Dexcom (Nasdaq:DXCM) announced today that a published study in the UK supports its real-time continuous glucose monitoring (rtCGM).
San Diego-based Dexcom published its study in Diabetes Therapy. It’s titled “Cost-Effectiveness of a Real-Time Continuous Glucose Monitoring System Versus Self-Monitoring of Blood Glucose in People with Type 2 Diabetes on Insulin Therapy in the UK.”
The study produced a long-term health economic analysis using the IQVIA CORE Diabetes Model. This allows the calculation of long-term outcomes based on the best data currently available. It establishes the cost-effectiveness for funding Dexcom rtCGM technology against testing with fingerprints.
According to Dexcom, the analysis suggests that rtCGM use results in significant improvements in HbA1c. It also demonstrated reductions in long-term diabetes-related complications and emergency department visits.

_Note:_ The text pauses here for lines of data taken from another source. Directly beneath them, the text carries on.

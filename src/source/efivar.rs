use std::fs;
use std::path::PathBuf;

use crate::error::Result;
use crate::platform::Platform;
use crate::record::{ParamRecord, RECORD_SIZE};
use crate::source::ParamSource;

/// Attributes preceding variable data in efivarfs
const EFIVARFS_ATTRIBUTE_SIZE: usize = 4;

/// EFI variable set by the boot stage, through efivarfs or the legacy sysfs interface
pub struct EfiVariable {
    efivarfs: PathBuf,
    sysfs: PathBuf,
}

impl EfiVariable {
    pub fn new(platform: &Platform) -> Self {
        Self { efivarfs: platform.efivarfs_variable(), sysfs: platform.sysfs_variable() }
    }

    /// Only the first existing interface is used
    fn path(&self) -> Option<(&PathBuf, usize)> {
        if self.efivarfs.exists() {
            return Some((&self.efivarfs, EFIVARFS_ATTRIBUTE_SIZE));
        }
        debug!("{} not exist", self.efivarfs.display());
        if self.sysfs.exists() {
            return Some((&self.sysfs, 0));
        }
        debug!("{} not exist", self.sysfs.display());
        None
    }
}

impl ParamSource for EfiVariable {
    fn name(&self) -> &str {
        "EFI variable"
    }

    fn try_locate(&mut self) -> Result<Option<ParamRecord>> {
        let (path, skip) = match self.path() {
            Some(path) => path,
            None => return Ok(None),
        };
        let bytes = fs::read(path)?;
        match bytes.get(skip..skip + RECORD_SIZE) {
            Some(data) => Ok(ParamRecord::parse(data)),
            None => {
                debug!("Read {} bytes from {}", bytes.len().saturating_sub(skip), path.display());
                Ok(None)
            }
        }
    }
}

#[cfg(test)]
mod test {
    use std::fs;

    use super::EfiVariable;
    use crate::platform::Platform;
    use crate::record::test::sample;
    use crate::source::ParamSource;

    #[test]
    fn test_efivarfs() {
        let dir = tempfile::tempdir().unwrap();
        let platform = Platform::rooted(dir.path());
        let mut source = EfiVariable::new(&platform);
        assert_eq!(source.try_locate().unwrap(), None);

        let path = platform.efivarfs_variable();
        fs::create_dir_all(path.parent().unwrap()).unwrap();
        let mut bytes = vec![0x07, 0, 0, 0];
        bytes.extend_from_slice(&sample().as_bytes());
        fs::write(&path, &bytes).unwrap();
        assert_eq!(source.try_locate().unwrap(), Some(sample()));

        // Attribute prefix is not part of the record
        fs::write(&path, sample().as_bytes()).unwrap();
        assert_eq!(source.try_locate().unwrap(), None);
    }

    #[test]
    fn test_legacy_sysfs() {
        let dir = tempfile::tempdir().unwrap();
        let platform = Platform::rooted(dir.path());
        let path = platform.sysfs_variable();
        fs::create_dir_all(path.parent().unwrap()).unwrap();
        fs::write(&path, sample().as_bytes()).unwrap();
        let mut source = EfiVariable::new(&platform);
        assert_eq!(source.try_locate().unwrap(), Some(sample()));

        fs::write(&path, &sample().as_bytes()[..511]).unwrap();
        assert_eq!(source.try_locate().unwrap(), None);
    }
}
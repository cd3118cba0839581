use std::io::{Error, ErrorKind};

use crate::types::SectorID;

/// Filesystem image held in memory
#[derive(Clone, Debug, Default)]
pub(crate) struct MemoryIO {
    bytes: Vec<u8>,
    sector_size_shift: u8,
}

impl MemoryIO {
    pub fn new(bytes: Vec<u8>) -> Self {
        Self { bytes, sector_size_shift: 9 }
    }
}

impl super::IO for MemoryIO {
    type Error = Error;

    fn set_sector_size_shift(&mut self, shift: u8) -> Result<(), Error> {
        self.sector_size_shift = shift;
        Ok(())
    }

    fn read(&mut self, sector: SectorID) -> Result<&[u8], Error> {
        let sector_size = 1u64 << self.sector_size_shift;
        let start = u64::from(sector) * sector_size;
        let end = start + sector_size;
        if end > self.bytes.len() as u64 {
            return Err(Error::new(ErrorKind::UnexpectedEof, format!("sector {} out of range", sector)));
        }
        Ok(&self.bytes[start as usize..end as usize])
    }
}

“As healthcare technology – such as Dexcom’s rtCGM Systems – continue to evolve, policymakers have a tremendous opportunity to re-evaluate the standard of care offered to the diabetes community,” said Ben Byrne, country director of UK & Ireland at Dexcom. “Dexcom rtCGM has enormous value, not only in how it can improve quality of life for people managing diabetes, but also because it is likely to save the NHS money.”
Details from the Dexcom study
Key findings included a 70% probability of rtCGM representing a cost-effective option to the NHS compared to fingersticks. The company also observed a 38.7% probability of cost savings for the NHS with rtCGM. The study based this on a willingness-to-pay threshold of £20,000 per quality-adjusted life year.

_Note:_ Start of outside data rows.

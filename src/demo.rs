//! Scripted logic component
//!
//! A deterministic stand-in for the real game logic. It consumes frame ticks
//! from a [`LogicEndpoint`] and answers with state messages in one of the
//! three wire shapes. There is no physics: the ball traces a fixed Lissajous
//! path, the paddle chases it, and bricks break at seeded-random intervals.

use glam::Vec2;
use rand::seq::IndexedRandom;
use rand::{Rng, SeedableRng};
use rand_pcg::Pcg32;
use serde_json::json;

use crate::bridge::LogicEndpoint;
use crate::consts::{DEFAULT_BRICK_SIZE, NATIVE_FRAME_DT};
use crate::snapshot::{FieldTransform, RawMessage, RenderOffset, WireShape};

/// Brick grid dimensions
const BRICK_ROWS: usize = 5;
const BRICK_COLS: usize = 10;
/// Gap between bricks (render-space pixels)
const BRICK_GAP: f32 = 4.0;
/// Top edge of the grid
const GRID_TOP: f32 = 60.0;

/// Deterministic logic component driven by ticks
pub struct ScriptedLogic {
    endpoint: LogicEndpoint,
    shape: WireShape,
    transform: FieldTransform,
    offset: RenderOffset,
    surface: Vec2,
    rng: Pcg32,

    /// Emit one message per this many ticks
    emit_every: u32,
    /// Break a brick every this many ticks (0 disables)
    break_every: u32,

    tick: u64,
    pending_ticks: u32,
    bricks: Vec<Vec2>,
    sent: u64,
}

impl ScriptedLogic {
    /// `transform` says which fields the bridge expects in logic-space; the
    /// script emits those relative to the surface center.
    pub fn new(
        endpoint: LogicEndpoint,
        shape: WireShape,
        transform: FieldTransform,
        surface: (f32, f32),
        seed: u64,
    ) -> Self {
        let shape = match shape {
            WireShape::Auto => WireShape::G3,
            shape => shape,
        };
        let surface = Vec2::new(surface.0, surface.1);
        Self {
            endpoint,
            shape,
            transform,
            offset: RenderOffset::from_surface(surface.x, surface.y),
            surface,
            rng: Pcg32::seed_from_u64(seed),
            emit_every: 1,
            break_every: 30,
            tick: 0,
            pending_ticks: 0,
            bricks: brick_grid(surface.x),
            sent: 0,
        }
    }

    /// Coalesce ticks: answer only every `n`th one
    pub fn with_emit_every(mut self, n: u32) -> Self {
        self.emit_every = n.max(1);
        self
    }

    pub fn with_break_every(mut self, n: u32) -> Self {
        self.break_every = n;
        self
    }

    pub fn shape(&self) -> WireShape {
        self.shape
    }

    /// Bricks still standing, in render-space
    pub fn bricks(&self) -> &[Vec2] {
        &self.bricks
    }

    pub fn bricks_left(&self) -> usize {
        self.bricks.len()
    }

    /// Messages published so far
    pub fn sent(&self) -> u64 {
        self.sent
    }

    /// Consume pending ticks and publish whatever they produce.
    /// Returns the number of messages published.
    pub fn step(&mut self) -> usize {
        let ticks = self.endpoint.drain_ticks();
        let mut published = 0;

        for _ in 0..ticks {
            self.tick += 1;
            if self.break_every > 0 && self.tick % self.break_every as u64 == 0 {
                self.break_random_brick();
            }

            self.pending_ticks += 1;
            if self.pending_ticks >= self.emit_every {
                self.pending_ticks = 0;
                let msg = self.message();
                if self.endpoint.publish(msg) {
                    self.sent += 1;
                    published += 1;
                } else {
                    log::debug!("Bridge gone, stopping script");
                    break;
                }
            }
        }

        published
    }

    /// Ball position (render-space) at the current tick
    pub fn ball(&self) -> Vec2 {
        let t = self.tick as f32 * NATIVE_FRAME_DT;
        let center = self.surface * 0.5;
        Vec2::new(
            center.x + self.surface.x * 0.4 * (t * 1.3).cos(),
            center.y + self.surface.y * 0.2 * (t * 0.9).sin() + self.surface.y * 0.1,
        )
    }

    /// Paddle x (render-space): lags the ball
    pub fn paddle_x(&self) -> f32 {
        let center = self.surface.x * 0.5;
        center + (self.ball().x - center) * 0.8
    }

    fn break_random_brick(&mut self) {
        if self.bricks.is_empty() {
            return;
        }
        let idx = self.rng.random_range(0..self.bricks.len());
        let gone = self.bricks.swap_remove(idx);
        log::debug!("Brick at ({}, {}) broken", gone.x, gone.y);
    }

    fn message(&self) -> RawMessage {
        let paddle_x = if self.transform.paddle {
            self.paddle_x() - self.offset.x()
        } else {
            self.paddle_x()
        };
        let ball = if self.transform.ball {
            self.ball() - Vec2::new(self.offset.x(), self.offset.y())
        } else {
            self.ball()
        };

        match self.shape {
            WireShape::G1 => RawMessage::Text(paddle_x.to_string()),
            WireShape::G2 => RawMessage::Text(format!("{},{},{}", paddle_x, ball.x, ball.y)),
            WireShape::G3 | WireShape::Auto => {
                let (w, h) = DEFAULT_BRICK_SIZE;
                let bricks: Vec<_> = self
                    .bricks
                    .iter()
                    .map(|b| {
                        let pos = if self.transform.bricks {
                            *b - Vec2::new(self.offset.x(), self.offset.y())
                        } else {
                            *b
                        };
                        json!({ "x": pos.x, "y": pos.y, "w": w, "h": h })
                    })
                    .collect();
                RawMessage::Structured(json!({
                    "boardX": paddle_x,
                    "ballState": { "x": ball.x, "y": ball.y },
                    "bricksState": bricks,
                }))
            }
        }
    }
}

/// Brick centers, horizontally centered on a surface of the given width
fn brick_grid(surface_width: f32) -> Vec<Vec2> {
    let (w, h) = DEFAULT_BRICK_SIZE;
    let grid_width = BRICK_COLS as f32 * (w + BRICK_GAP) - BRICK_GAP;
    let left = ((surface_width - grid_width) * 0.5).max(0.0).floor();

    let mut bricks = Vec::with_capacity(BRICK_ROWS * BRICK_COLS);
    for row in 0..BRICK_ROWS {
        for col in 0..BRICK_COLS {
            bricks.push(Vec2::new(
                left + col as f32 * (w + BRICK_GAP) + w * 0.5,
                GRID_TOP + row as f32 * (h + BRICK_GAP) + h * 0.5,
            ));
        }
    }
    bricks
}

/// Pick one of the wire shapes at random (native demo `--shape random`)
pub fn random_shape(rng: &mut impl Rng) -> WireShape {
    [WireShape::G1, WireShape::G2, WireShape::G3]
        .choose(rng)
        .copied()
        .unwrap_or_default()
}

Additionally, the study associated rtCGM with 0.731 more quality-adjusted life years (QALY). That means the intervention can lengthen and/or improve lives. The study also observed an incremental cost-effectiveness ratio of £3,684 per QALY versus fingersticks.
Patients’ average HbA1c in the study after 12 months of follow-up came in at 8.27%. In the rtCGM group, HbA1c went down by 0.56%. Dexcom observed zero hospitalization events after 12 months.

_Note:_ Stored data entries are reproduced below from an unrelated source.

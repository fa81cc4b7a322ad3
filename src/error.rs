//! Error types for the reconciliation bridge
//!
//! Three failure classes with three recovery policies:
//! - `ComponentNotFound`: fatal at startup, no session is created
//! - `Decode`: one inbound message is dropped in full, the next is unaffected
//! - `Sink`: one scene operation failed, the rest of the batch still runs

use thiserror::Error;

use crate::snapshot::WireShape;

/// Failures reported by a [`SceneSink`](crate::scene::SceneSink) for a single operation
#[derive(Debug, Clone, PartialEq, Error)]
pub enum SinkError {
    /// Backend has no room for another visual
    #[error("visual capacity exhausted ({capacity} live)")]
    CapacityExhausted { capacity: usize },

    /// Handle does not refer to a live visual
    #[error("stale visual handle {0}")]
    StaleHandle(String),

    /// Position or size the backend cannot represent
    #[error("invalid geometry: {0}")]
    InvalidGeometry(String),

    /// Backend refused the operation for its own reasons
    #[error("backend rejected operation: {0}")]
    Rejected(String),
}

/// Bridge errors
#[derive(Debug, Clone, PartialEq, Error)]
pub enum BridgeError {
    /// A mount point required at startup is missing
    #[error("component not found: {selector}")]
    ComponentNotFound { selector: String },

    /// An inbound message could not be decoded
    #[error("cannot decode {shape:?} message: {reason}")]
    Decode { shape: WireShape, reason: String },

    /// A scene operation was rejected by the backend
    #[error("scene operation failed: {0}")]
    Sink(#[from] SinkError),
}

impl BridgeError {
    pub fn component_not_found(selector: impl Into<String>) -> Self {
        Self::ComponentNotFound {
            selector: selector.into(),
        }
    }

    pub fn decode(shape: WireShape, reason: impl Into<String>) -> Self {
        Self::Decode {
            shape,
            reason: reason.into(),
        }
    }

    /// True for errors that end the session
    pub fn is_fatal(&self) -> bool {
        matches!(self, Self::ComponentNotFound { .. })
    }
}

/// Result type for bridge operations
pub type Result<T> = std::result::Result<T, BridgeError>;
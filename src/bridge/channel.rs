//! Message channel to the logic component
//!
//! Two one-way queues: frame-advance ticks out, raw state messages in. There
//! is no pairing between them. The logic component may answer a tick with
//! zero, one, or several messages, and may coalesce several ticks into one.

use crossbeam_channel::{Receiver, Sender, TrySendError};

use crate::consts::TICK_BACKLOG;
use crate::snapshot::RawMessage;

/// Zero-payload frame-advance signal
#[derive(Debug, Clone, Copy, PartialEq, Eq, Default)]
pub struct FrameAdvance;

/// Bridge side of the channel
#[derive(Debug)]
pub struct LogicChannel {
    ticks: Sender<FrameAdvance>,
    inbound: Receiver<RawMessage>,
}

/// Logic-component side of the channel
#[derive(Debug)]
pub struct LogicEndpoint {
    ticks: Receiver<FrameAdvance>,
    outbound: Sender<RawMessage>,
}

/// Cloneable handle for pushing state messages from host callbacks
#[derive(Debug, Clone)]
pub struct SnapshotPublisher(Sender<RawMessage>);

impl LogicChannel {
    /// Create a connected bridge/logic pair
    pub fn pair() -> (LogicChannel, LogicEndpoint) {
        let (tick_tx, tick_rx) = crossbeam_channel::bounded(TICK_BACKLOG);
        let (msg_tx, msg_rx) = crossbeam_channel::unbounded();
        (
            LogicChannel {
                ticks: tick_tx,
                inbound: msg_rx,
            },
            LogicEndpoint {
                ticks: tick_rx,
                outbound: msg_tx,
            },
        )
    }

    /// Fire-and-forget tick. Never blocks; a full backlog or a departed
    /// logic component drops the tick silently.
    pub fn send_tick(&self) {
        match self.ticks.try_send(FrameAdvance) {
            Ok(()) => {}
            Err(TrySendError::Full(_)) => log::trace!("Tick backlog full, tick dropped"),
            Err(TrySendError::Disconnected(_)) => log::trace!("Logic endpoint gone, tick dropped"),
        }
    }

    /// Next inbound message, in arrival order
    pub fn try_next(&self) -> Option<RawMessage> {
        self.inbound.try_recv().ok()
    }

    /// Inbound messages waiting to be handled
    pub fn pending(&self) -> usize {
        self.inbound.len()
    }
}

impl LogicEndpoint {
    /// Consume every pending tick, returning how many there were
    pub fn drain_ticks(&self) -> usize {
        self.ticks.try_iter().count()
    }

    /// Push one state message. Returns false if the bridge is gone.
    pub fn publish(&self, msg: impl Into<RawMessage>) -> bool {
        self.outbound.send(msg.into()).is_ok()
    }

    pub fn publisher(&self) -> SnapshotPublisher {
        SnapshotPublisher(self.outbound.clone())
    }
}

impl SnapshotPublisher {
    /// Push one state message. Returns false if the bridge is gone.
    pub fn publish(&self, msg: impl Into<RawMessage>) -> bool {
        self.0.send(msg.into()).is_ok()
    }
}
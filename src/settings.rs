//! Bridge settings
//!
//! Persisted in LocalStorage on the web; hosts can also ship them inline as JSON.

use glam::Vec2;
use serde::{Deserialize, Serialize};

use crate::consts::*;
use crate::scene::ReconcilerConfig;
use crate::snapshot::{CodecConfig, ShapeTransforms, WireShape};

/// Bridge configuration
#[derive(Debug, Clone, PartialEq, Serialize, Deserialize)]
#[serde(default)]
pub struct BridgeSettings {
    // === Wire format ===
    /// Inbound wire shape used by the deployed logic component
    pub wire_shape: WireShape,
    /// Which fields of each shape are logic-space (centered)
    pub transforms: ShapeTransforms,

    // === Mount points ===
    /// Selector of the element hosting the logic component
    pub logic_mount: String,
    /// Selector of the render surface
    pub render_mount: String,

    // === Scene ===
    /// Paddle y in render-space. `None` places it `PADDLE_BASELINE_MARGIN`
    /// above the bottom of the surface.
    pub paddle_y: Option<f32>,
    /// Paddle size handed to the backend on creation
    pub paddle_size: Option<(f32, f32)>,
    /// Ball size handed to the backend on creation
    pub ball_size: Option<(f32, f32)>,
    /// Most visuals the placeholder backend will hold
    pub max_visuals: usize,

    // === HUD ===
    /// Show FPS counter
    pub show_fps: bool,
}

impl Default for BridgeSettings {
    fn default() -> Self {
        Self {
            wire_shape: WireShape::G3,
            transforms: ShapeTransforms::default(),

            logic_mount: "#logic".to_string(),
            render_mount: "#canvas".to_string(),

            paddle_y: None,
            paddle_size: Some(DEFAULT_PADDLE_SIZE),
            ball_size: Some(DEFAULT_BALL_SIZE),
            max_visuals: DEFAULT_MAX_VISUALS,

            show_fps: true,
        }
    }
}

impl BridgeSettings {
    /// Parse settings from JSON. Missing fields take their defaults.
    pub fn from_json(json: &str) -> Result<Self, serde_json::Error> {
        serde_json::from_str(json)
    }

    pub fn to_json(&self) -> Result<String, serde_json::Error> {
        serde_json::to_string(self)
    }

    pub fn codec_config(&self) -> CodecConfig {
        CodecConfig {
            shape: self.wire_shape,
            transforms: self.transforms,
        }
    }

    /// Reconciler configuration for a surface of the given height
    pub fn reconciler_config(&self, surface_height: f32) -> ReconcilerConfig {
        ReconcilerConfig {
            paddle_y: self
                .paddle_y
                .unwrap_or(surface_height - PADDLE_BASELINE_MARGIN),
            paddle_size: self.paddle_size.map(|(w, h)| Vec2::new(w, h)),
            ball_size: self.ball_size.map(|(w, h)| Vec2::new(w, h)),
        }
    }

    /// LocalStorage key (used only in wasm32)
    #[allow(dead_code)]
    const STORAGE_KEY: &'static str = "breakout_bridge_settings";

    /// Load settings from LocalStorage (WASM only)
    #[cfg(target_arch = "wasm32")]
    pub fn load() -> Self {
        let storage = web_sys::window()
            .and_then(|w| w.local_storage().ok())
            .flatten();

        if let Some(storage) = storage {
            if let Ok(Some(json)) = storage.get_item(Self::STORAGE_KEY) {
                match Self::from_json(&json) {
                    Ok(settings) => {
                        log::info!("Loaded settings from LocalStorage");
                        return settings;
                    }
                    Err(e) => log::warn!("Ignoring stored settings: {}", e),
                }
            }
        }

        log::info!("Using default settings");
        Self::default()
    }

    /// Native: read `BRIDGE_SETTINGS` (inline JSON) if set
    #[cfg(not(target_arch = "wasm32"))]
    pub fn load() -> Self {
        match std::env::var("BRIDGE_SETTINGS") {
            Ok(json) => Self::from_json(&json).unwrap_or_else(|e| {
                log::warn!("Ignoring BRIDGE_SETTINGS: {}", e);
                Self::default()
            }),
            Err(_) => Self::default(),
        }
    }
}
//! Rendering backend seam
//!
//! The reconciler never touches display objects directly; it asks a
//! [`SceneSink`] to create, move, resize, or destroy them. Every call can fail
//! on its own without invalidating the rest of the batch.

use std::fmt;

use glam::Vec2;
use serde::{Deserialize, Serialize};

use crate::error::SinkError;

/// Entity kinds the logic component reports
#[derive(Debug, Clone, Copy, PartialEq, Eq, Hash, Serialize, Deserialize)]
pub enum EntityKind {
    Paddle,
    Ball,
    Brick,
}

impl EntityKind {
    pub fn as_str(&self) -> &'static str {
        match self {
            EntityKind::Paddle => "paddle",
            EntityKind::Ball => "ball",
            EntityKind::Brick => "brick",
        }
    }
}

/// Scene operations, for failure reports
#[derive(Debug, Clone, Copy, PartialEq, Eq)]
pub enum SceneOp {
    Create,
    SetPosition,
    SetSize,
    Destroy,
}

/// Adapter that applies scene operations to real display objects
pub trait SceneSink {
    /// Backend handle for one live visual
    type Handle: fmt::Debug;

    /// Create a placeholder at `pos` (render-space). `size` is `None` when the
    /// entity kind does not report one.
    fn create_visual(
        &mut self,
        kind: EntityKind,
        pos: Vec2,
        size: Option<Vec2>,
    ) -> Result<Self::Handle, SinkError>;

    fn set_position(&mut self, handle: &Self::Handle, pos: Vec2) -> Result<(), SinkError>;

    fn set_size(&mut self, handle: &Self::Handle, size: Vec2) -> Result<(), SinkError>;

    /// Remove a placeholder. The handle must not be used afterwards.
    fn destroy_visual(&mut self, handle: &Self::Handle) -> Result<(), SinkError>;
}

This analysis piggybacks on previous research that proved Dexcom technology was cost-effective for people with type 1 diabetes in the UK in 2020.
“Our recent analysis clearly adds to the evidence that rtCGM is not only a highly cost-effective intervention for people with diabetes compared to finger pricking but is also likely to be cost saving,” said Byrne. “Given these findings, and with diabetes being so costly to healthcare providers in the UK, we need to take action and mandate more effective glucose monitoring consistently across the NHS and in the UK.”